Il midollo osseo è altrettanto importante, perché purtroppo c’è una piccola percentuale di bambini che può essere circa il 30%, che per guarire ha bisogno non solo della chemioterapia, ma anche del trapianto di midollo osseo. Per fare il trapianto, ci vuole un donatore, che può essere un fratello o una sorella; molti bambini sono figli unici, e solo un fratello su quattro è compatibile, quindi alla fine la maggior parte dei bambini non ha un donatore in famiglia. Per questo motivo le banche dei donatori  cercano i volontari. Sia in Italia che all’estero ci sono tante persone che vi si iscrivono. Con il  prelievo di sangue  si fa un esame chiamato “tipizzazione HLA”  che è l’esame per studiare i geni che ci dicono se la persona è compatibile o no e con chi è compatibile.  I dati vengono inseriti in un database internazionale e quando serve usiamo il registro per cercare in tutto il mondo se c’è una persona compatibile. La probabilità di essere compatibili con una persona che non è della famiglia è 1/500.000 circa, quindi è molto difficile. Per cui, poter trovare un donatore per tutti ci vogliono molti milioni di donatori volontari. Per questo è  importante che ci siano tanti donatori: per avere delle buone possibilità di trovare un donatore per tutti i bambini che ne hanno bisogno.

Se qualcuno di noi che ha meno di 18 anni volesse aiutare questi bambini, che cosa può fare?

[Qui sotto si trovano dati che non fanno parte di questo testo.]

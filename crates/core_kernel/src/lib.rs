//! Core Kernel - Foundational types and utilities for the tax filing portal
//!
//! This crate provides the fundamental building blocks used across all domain modules:
//! - Money types with precise decimal arithmetic
//! - Strongly-typed identifiers for portal entities
//! - Caller identity (who is acting, in which role)
//! - Port abstractions shared by the storage and notification adapters

pub mod money;
pub mod identifiers;
pub mod actor;
pub mod ports;

pub use money::{Money, Currency, Rate, MoneyError};
pub use identifiers::{
    ReturnId, ClientId, UserId, DocumentId,
    RequestId, MessageId, BillId, NotificationId,
    ParseIdError,
};
pub use actor::{Actor, Role};
pub use ports::{PortError, NoticeKind, NotificationSink};
//! Bill repository

use async_trait::async_trait;
use chrono::{DateTime, NaiveDate, Utc};
use rust_decimal::Decimal;
use sqlx::{PgPool, Postgres, QueryBuilder};
use uuid::Uuid;

use core_kernel::{BillId, Currency, Money, PortError, UserId};
use domain_billing::{Bill, BillFilter, BillRepository, BillStatus, BillingError};

use crate::error::{billing_err, StoreError};
use super::{enum_from_text, enum_to_text, from_json, to_json};

const SELECT_COLUMNS: &str = "id, client_id, description, amount, currency, due_date, status, \
     items, generated_by, created_at, last_updated";

/// PostgreSQL-backed bill store
#[derive(Debug, Clone)]
pub struct PgBillStore {
    pool: PgPool,
}

impl PgBillStore {
    pub fn new(pool: PgPool) -> Self {
        Self { pool }
    }

    async fn mutate<F>(&self, id: BillId, f: F) -> Result<Bill, PortError>
    where
        F: FnOnce(&mut Bill) -> Result<(), BillingError> + Send,
    {
        let mut tx = self.pool.begin().await.map_err(StoreError::from)?;

        let sql = format!("SELECT {SELECT_COLUMNS} FROM bills WHERE id = $1 FOR UPDATE");
        let row = sqlx::query_as::<_, BillRow>(&sql)
            .bind(*id.as_uuid())
            .fetch_optional(&mut *tx)
            .await
            .map_err(StoreError::from)?
            .ok_or_else(|| PortError::not_found("Bill", id))?;

        let mut bill = row.into_aggregate()?;
        f(&mut bill).map_err(billing_err)?;

        let row = BillRow::from_aggregate(&bill)?;
        sqlx::query("UPDATE bills SET status = $2, last_updated = $3 WHERE id = $1")
            .bind(row.id)
            .bind(&row.status)
            .bind(row.last_updated)
            .execute(&mut *tx)
            .await
            .map_err(StoreError::from)?;

        tx.commit().await.map_err(StoreError::from)?;
        Ok(bill)
    }
}

#[async_trait]
impl BillRepository for PgBillStore {
    async fn insert(&self, bill: &Bill) -> Result<(), PortError> {
        let row = BillRow::from_aggregate(bill)?;
        sqlx::query(
            "INSERT INTO bills (id, client_id, description, amount, currency, due_date, status, \
             items, generated_by, created_at, last_updated) \
             VALUES ($1, $2, $3, $4, $5, $6, $7, $8, $9, $10, $11)",
        )
        .bind(row.id)
        .bind(row.client_id)
        .bind(&row.description)
        .bind(row.amount)
        .bind(&row.currency)
        .bind(row.due_date)
        .bind(&row.status)
        .bind(&row.items)
        .bind(row.generated_by)
        .bind(row.created_at)
        .bind(row.last_updated)
        .execute(&self.pool)
        .await
        .map_err(StoreError::from)?;
        Ok(())
    }

    async fn fetch(&self, id: BillId) -> Result<Bill, PortError> {
        let sql = format!("SELECT {SELECT_COLUMNS} FROM bills WHERE id = $1");
        let row = sqlx::query_as::<_, BillRow>(&sql)
            .bind(*id.as_uuid())
            .fetch_optional(&self.pool)
            .await
            .map_err(StoreError::from)?
            .ok_or_else(|| PortError::not_found("Bill", id))?;
        Ok(row.into_aggregate()?)
    }

    async fn list(&self, filter: &BillFilter) -> Result<Vec<Bill>, PortError> {
        let mut builder: QueryBuilder<Postgres> =
            QueryBuilder::new(format!("SELECT {SELECT_COLUMNS} FROM bills WHERE 1 = 1"));
        if let Some(client_id) = filter.client_id {
            builder.push(" AND client_id = ");
            builder.push_bind(*client_id.as_uuid());
        }
        builder.push(" ORDER BY created_at DESC");

        let rows = builder
            .build_query_as::<BillRow>()
            .fetch_all(&self.pool)
            .await
            .map_err(StoreError::from)?;
        rows.into_iter()
            .map(|row| row.into_aggregate().map_err(PortError::from))
            .collect()
    }

    async fn pay(&self, id: BillId) -> Result<Bill, PortError> {
        self.mutate(id, |b| b.pay()).await
    }

    async fn cancel(&self, id: BillId) -> Result<Bill, PortError> {
        self.mutate(id, |b| b.cancel()).await
    }
}

/// Database row for a bill
#[derive(Debug, sqlx::FromRow)]
struct BillRow {
    id: Uuid,
    client_id: Uuid,
    description: String,
    amount: Decimal,
    currency: String,
    due_date: NaiveDate,
    status: String,
    items: serde_json::Value,
    generated_by: Uuid,
    created_at: DateTime<Utc>,
    last_updated: DateTime<Utc>,
}

impl BillRow {
    fn from_aggregate(bill: &Bill) -> Result<Self, StoreError> {
        Ok(Self {
            id: *bill.id.as_uuid(),
            client_id: *bill.client_id.as_uuid(),
            description: bill.description.clone(),
            amount: bill.amount.amount(),
            currency: bill.amount.currency().code().to_string(),
            due_date: bill.due_date,
            status: enum_to_text(&bill.status)?,
            items: to_json(&bill.items)?,
            generated_by: *bill.generated_by.as_uuid(),
            created_at: bill.created_at,
            last_updated: bill.last_updated,
        })
    }

    fn into_aggregate(self) -> Result<Bill, StoreError> {
        let currency: Currency = enum_from_text(&self.currency)?;
        let status: BillStatus = enum_from_text(&self.status)?;
        Ok(Bill {
            id: BillId::from_uuid(self.id),
            client_id: self.client_id.into(),
            description: self.description,
            amount: Money::new(self.amount, currency),
            due_date: self.due_date,
            status,
            items: from_json(self.items)?,
            generated_by: UserId::from_uuid(self.generated_by),
            created_at: self.created_at,
            last_updated: self.last_updated,
        })
    }
}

Per essere donatori bisogna avere 18 anni, però si può spiegare ai propri parenti e agli amici maggiorenni l’importanza di essere donatori. Capita che io al mattino telefoni al centro trasfusionale, perché ho bisogno di sacche per le trasfusioni e loro mi rispondono: ”Ma ne sei proprio sicuro? Perché ne abbiamo veramente poche e siamo in difficoltà”. Questo succede anche perché durante le feste o le vacanze  ci sono meno donatori. Il sangue non si può conservare per tanto tempo, dura per pochi giorni, al massimo una settimana; per questo  ci vuole continuamente un gran numero di persone che vada a donare il sangue. Noi possiamo invitare le persone a donare il sangue e a iscriversi alle banche di midollo osseo. Donare il midollo è un pochettino più complicato, ma non è una procedura rischiosa e non è menomante. Cosa vuol dire questa parola?  Vuol dire che il midollo che io dono,  dopo due settimane si è già riprodotto. Mentre se un donatore dona un rene, lo ha donato, gli resta l’altro, ma rimane con uno solo. Invece con la donazione di midollo osseo, tutto quello che dono si riproduce nell’arco di due settimane. Dopo aver fatto la donazione, in  tre settimane si è esattamente come prima e addirittura potrei donare per una seconda volta: la donazione di midollo osseo non porta un danno al donatore; dopo che si dona si è esattamente come prima.

 

Grazie mille per la sua disponibilità dottore e per la chiarezza nel trattare questi argomenti. A noi non costa nulla donare un po’ di noi stessi. La mia chiacchierata con il dottor Zecca è continuata ancora un po’. Abbiamo parlato del progetto “Cell factory”: un trattamento della recidiva leucemica dopo un trapianto di midollo osseo. I linfociti T vengono educati a uccidere le proprie cellule tumorali. Al momento,  la sperimentazione va avanti grazie alle donazioni in denaro dei privati, perché lo Stato non rimborsa le spese se non c’è un protocollo nazionale di cura approvato.

Anche in questo caso, a mio avviso, si può fare molto.